About this task:
Nothing but an exact copy of the data should be output.

Data for analysis section start

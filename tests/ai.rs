use rand::rngs::StdRng;
use rand::seq::SliceRandom;
use rand::{Rng, SeedableRng};

use skipbo::bot::Bot;
use skipbo::bots::{AiEngine, RandomBot, SeatedBots};
use skipbo::card::Card;
use skipbo::rules;
use skipbo::{BuildPile, CardSource, Difficulty, GameAction, GameConfig, GameState};

/// A reachable mid-game state reached by random legal play, with the current seat
/// handed to the AI and its hand refilled as it would be at the start of a turn.
fn random_state(rng: &mut StdRng) -> GameState {
    let config = GameConfig::default().with_stock_size(rng.gen_range(1..=30));
    let mut state = rules::apply(&GameState::empty(config), &GameAction::Init, rng).state;
    state = rules::apply(&state, &GameAction::Draw { count: None }, rng).state;
    let steps = rng.gen_range(0..300);
    for _ in 0..steps {
        let actions = rules::legal_actions(&state);
        let Some(action) = actions.choose(rng).cloned() else {
            break;
        };
        let seat = state.current_player;
        state = rules::apply(&state, &action, rng).state;
        if state.game_is_over {
            break;
        }
        if state.current_player != seat {
            state = rules::apply(&state, &GameAction::Draw { count: None }, rng).state;
        }
    }
    let seat = state.current_player;
    state.players[seat].is_ai = true;
    state
}

#[test]
fn ai_proposals_are_always_legal() {
    let mut rng = StdRng::seed_from_u64(0xA11E_6A1);
    let mut checked = 0;
    while checked < 1000 {
        let state = random_state(&mut rng);
        if state.game_is_over {
            continue;
        }
        checked += 1;
        for difficulty in Difficulty::ALL {
            let mut engine = AiEngine::new(checked as u64).with_difficulty(difficulty);
            let first = engine.decide(&state);
            assert_eq!(
                rules::check(&state, &first),
                Ok(()),
                "{difficulty} proposed {first:?}"
            );
            let next = rules::apply(&state, &first, &mut rng).state;
            if next.current_player != state.current_player || next.game_is_over {
                continue;
            }
            let second = engine.decide(&next);
            assert_eq!(
                rules::check(&next, &second),
                Ok(()),
                "{difficulty} followed {first:?} with {second:?}"
            );
            if let GameAction::DiscardCard { .. } = second {
                let selected = next.selected_card.map(|selection| selection.card);
                assert_ne!(selected, Some(Card::SkipBo));
            }
        }
    }
}

#[test]
fn ai_turns_always_end() {
    let mut rng = StdRng::seed_from_u64(99);
    for game in 0..30 {
        let state = random_state(&mut rng);
        if state.game_is_over {
            continue;
        }
        let seat = state.current_player;
        let mut engine = AiEngine::new(game);
        let mut current = state;
        let mut actions = 0;
        while current.current_player == seat && !current.game_is_over {
            let action = engine.decide(&current);
            let transition = rules::apply(&current, &action, &mut rng);
            assert!(transition.is_applied(), "illegal {action:?}");
            current = transition.state;
            actions += 1;
            assert!(actions < 500, "turn did not end");
        }
    }
}

#[test]
fn ai_ends_turn_when_nothing_can_move() {
    let mut state = GameState::empty(GameConfig::default());
    state.current_player = 1;
    state.players[1].stock = vec![Card::Number(9)];
    state.build_piles[0] = BuildPile::with_run(3);
    for difficulty in Difficulty::ALL {
        let mut engine = AiEngine::new(4).with_difficulty(difficulty);
        assert_eq!(engine.decide(&state), GameAction::EndTurn);
    }
}

#[test]
fn ai_takes_the_stock_card_first() {
    let mut state = GameState::empty(GameConfig::default());
    state.current_player = 1;
    state.players[1].stock = vec![Card::Number(4)];
    state.players[1].hand = vec![
        Some(Card::Number(4)),
        Some(Card::Number(1)),
        Some(Card::Number(10)),
        None,
        None,
    ];
    state.build_piles[2] = BuildPile::with_run(3);
    let mut engine = AiEngine::new(5).with_difficulty(Difficulty::Hard);
    assert_eq!(
        engine.decide(&state),
        GameAction::SelectCard {
            source: CardSource::Stock
        }
    );
    let mut engine = AiEngine::new(5).with_difficulty(Difficulty::Easy);
    let mut rng = StdRng::seed_from_u64(5);
    let select = engine.decide(&state);
    let selected = rules::apply(&state, &select, &mut rng).state;
    assert!(selected.selected_card.is_some());
}

#[test]
fn ai_discards_when_no_play_is_possible() {
    let mut state = GameState::empty(GameConfig::default());
    state.current_player = 1;
    state.players[1].stock = vec![Card::Number(12)];
    state.players[1].hand = vec![
        Some(Card::Number(2)),
        Some(Card::Number(11)),
        Some(Card::SkipBo),
        Some(Card::Number(3)),
        Some(Card::Number(2)),
    ];
    state.build_piles = vec![BuildPile::with_run(5); 4];
    let mut rng = StdRng::seed_from_u64(6);
    let mut engine = AiEngine::new(6).with_difficulty(Difficulty::Hard);
    let select = engine.decide(&state);
    let selected = rules::apply(&state, &select, &mut rng).state;
    let card = selected.selected_card.map(|selection| selection.card);
    assert_eq!(card, Some(Card::Number(11)));
    assert!(matches!(
        engine.decide(&selected),
        GameAction::DiscardCard { .. }
    ));
}

#[test]
fn seated_bots_follow_the_turn() {
    let mut state = GameState::empty(GameConfig::default());
    state.players[0].stock = vec![Card::Number(1)];
    state.players[1].stock = vec![Card::Number(9)];
    let mut bots = SeatedBots::new([
        Box::new(AiEngine::new(1)),
        Box::new(RandomBot::new(StdRng::seed_from_u64(1))),
    ]);
    assert_eq!(
        bots.decide(&state),
        GameAction::SelectCard {
            source: CardSource::Stock
        }
    );
    state.current_player = 1;
    let action = bots.decide(&state);
    assert_eq!(rules::check(&state, &action), Ok(()));
}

Data for analysis section end

Result below:
filename tests/ai.rs
use rand::rngs::StdRng;
use rand::seq::SliceRandom;
use rand::{Rng, SeedableRng};

use skipbo::bot::Bot;
use skipbo::bots::{AiEngine, RandomBot, SeatedBots};
use skipbo::card::Card;
use skipbo::rules;
use skipbo::{BuildPile, CardSource, Difficulty, GameAction, GameConfig, GameState};

/// A reachable mid-game state reached by random legal play, with the current seat
/// handed to the AI and its hand refilled as it would be at the start of a turn.
fn random_state(rng: &mut StdRng) -> GameState {
    let config = GameConfig::default().with_stock_size(rng.gen_range(1..=30));
    let mut state = rules::apply(&GameState::empty(config), &GameAction::Init, rng).state;
    state = rules::apply(&state, &GameAction::Draw { count: None }, rng).state;
    let steps = rng.gen_range(0..300);
    for _ in 0..steps {
        let actions = rules::legal_actions(&state);
        let Some(action) = actions.choose(rng).cloned() else {
            break;
        };
        let seat = state.current_player;
        state = rules::apply(&state, &action, rng).state;
        if state.game_is_over {
            break;
        }
        if state.current_player != seat {
            state = rules::apply(&state, &GameAction::Draw { count: None }, rng).state;
        }
    }
    let seat = state.current_player;
    state.players[seat].is_ai = true;
    state
}

#[test]
fn ai_proposals_are_always_legal() {
    let mut rng = StdRng::seed_from_u64(0xA11E_6A1);
    let mut checked = 0;
    while checked < 1000 {
        let state = random_state(&mut rng);
        if state.game_is_over {
            continue;
        }
        checked += 1;
        for difficulty in Difficulty::ALL {
            let mut engine = AiEngine::new(checked as u64).with_difficulty(difficulty);
            let first = engine.decide(&state);
            assert_eq!(
                rules::check(&state, &first),
                Ok(()),
                "{difficulty} proposed {first:?}"
            );
            let next = rules::apply(&state, &first, &mut rng).state;
            if next.current_player != state.current_player || next.game_is_over {
                continue;
            }
            let second = engine.decide(&next);
            assert_eq!(
                rules::check(&next, &second),
                Ok(()),
                "{difficulty} followed {first:?} with {second:?}"
            );
            if let GameAction::DiscardCard { .. } = second {
                let selected = next.selected_card.map(|selection| selection.card);
                assert_ne!(selected, Some(Card::SkipBo));
            }
        }
    }
}

#[test]
fn ai_turns_always_end() {
    let mut rng = StdRng::seed_from_u64(99);
    for game in 0..30 {
        let state = random_state(&mut rng);
        if state.game_is_over {
            continue;
        }
        let seat = state.current_player;
        let mut engine = AiEngine::new(game);
        let mut current = state;
        let mut actions = 0;
        while current.current_player == seat && !current.game_is_over {
            let action = engine.decide(&current);
            let transition = rules::apply(&current, &action, &mut rng);
            assert!(transition.is_applied(), "illegal {action:?}");
            current = transition.state;
            actions += 1;
            assert!(actions < 500, "turn did not end");
        }
    }
}

#[test]
fn ai_ends_turn_when_nothing_can_move() {
    let mut state = GameState::empty(GameConfig::default());
    state.current_player = 1;
    state.players[1].stock = vec![Card::Number(9)];
    state.build_piles[0] = BuildPile::with_run(3);
    for difficulty in Difficulty::ALL {
        let mut engine = AiEngine::new(4).with_difficulty(difficulty);
        assert_eq!(engine.decide(&state), GameAction::EndTurn);
    }
}

#[test]
fn ai_takes_the_stock_card_first() {
    let mut state = GameState::empty(GameConfig::default());
    state.current_player = 1;
    state.players[1].stock = vec![Card::Number(4)];
    state.players[1].hand = vec![
        Some(Card::Number(4)),
        Some(Card::Number(1)),
        Some(Card::Number(10)),
        None,
        None,
    ];
    state.build_piles[2] = BuildPile::with_run(3);
    let mut engine = AiEngine::new(5).with_difficulty(Difficulty::Hard);
    assert_eq!(
        engine.decide(&state),
        GameAction::SelectCard {
            source: CardSource::Stock
        }
    );
    let mut engine = AiEngine::new(5).with_difficulty(Difficulty::Easy);
    let mut rng = StdRng::seed_from_u64(5);
    let select = engine.decide(&state);
    let selected = rules::apply(&state, &select, &mut rng).state;
    assert!(selected.selected_card.is_some());
}

#[test]
fn ai_discards_when_no_play_is_possible() {
    let mut state = GameState::empty(GameConfig::default());
    state.current_player = 1;
    state.players[1].stock = vec![Card::Number(12)];
    state.players[1].hand = vec![
        Some(Card::Number(2)),
        Some(Card::Number(11)),
        Some(Card::SkipBo),
        Some(Card::Number(3)),
        Some(Card::Number(2)),
    ];
    state.build_piles = vec![BuildPile::with_run(5); 4];
    let mut rng = StdRng::seed_from_u64(6);
    let mut engine = AiEngine::new(6).with_difficulty(Difficulty::Hard);
    let select = engine.decide(&state);
    let selected = rules::apply(&state, &select, &mut rng).state;
    let card = selected.selected_card.map(|selection| selection.card);
    assert_eq!(card, Some(Card::Number(11)));
    assert!(matches!(
        engine.decide(&selected),
        GameAction::DiscardCard { .. }
    ));
}

#[test]
fn seated_bots_follow_the_turn() {
    let mut state = GameState::empty(GameConfig::default());
    state.players[0].stock = vec![Card::Number(1)];
    state.players[1].stock = vec![Card::Number(9)];
    let mut bots = SeatedBots::new([
        Box::new(AiEngine::new(1)),
        Box::new(RandomBot::new(StdRng::seed_from_u64(1))),
    ]);
    assert_eq!(
        bots.decide(&state),
        GameAction::SelectCard {
            source: CardSource::Stock
        }
    );
    state.current_player = 1;
    let action = bots.decide(&state);
    assert_eq!(rules::check(&state, &action), Ok(()));
}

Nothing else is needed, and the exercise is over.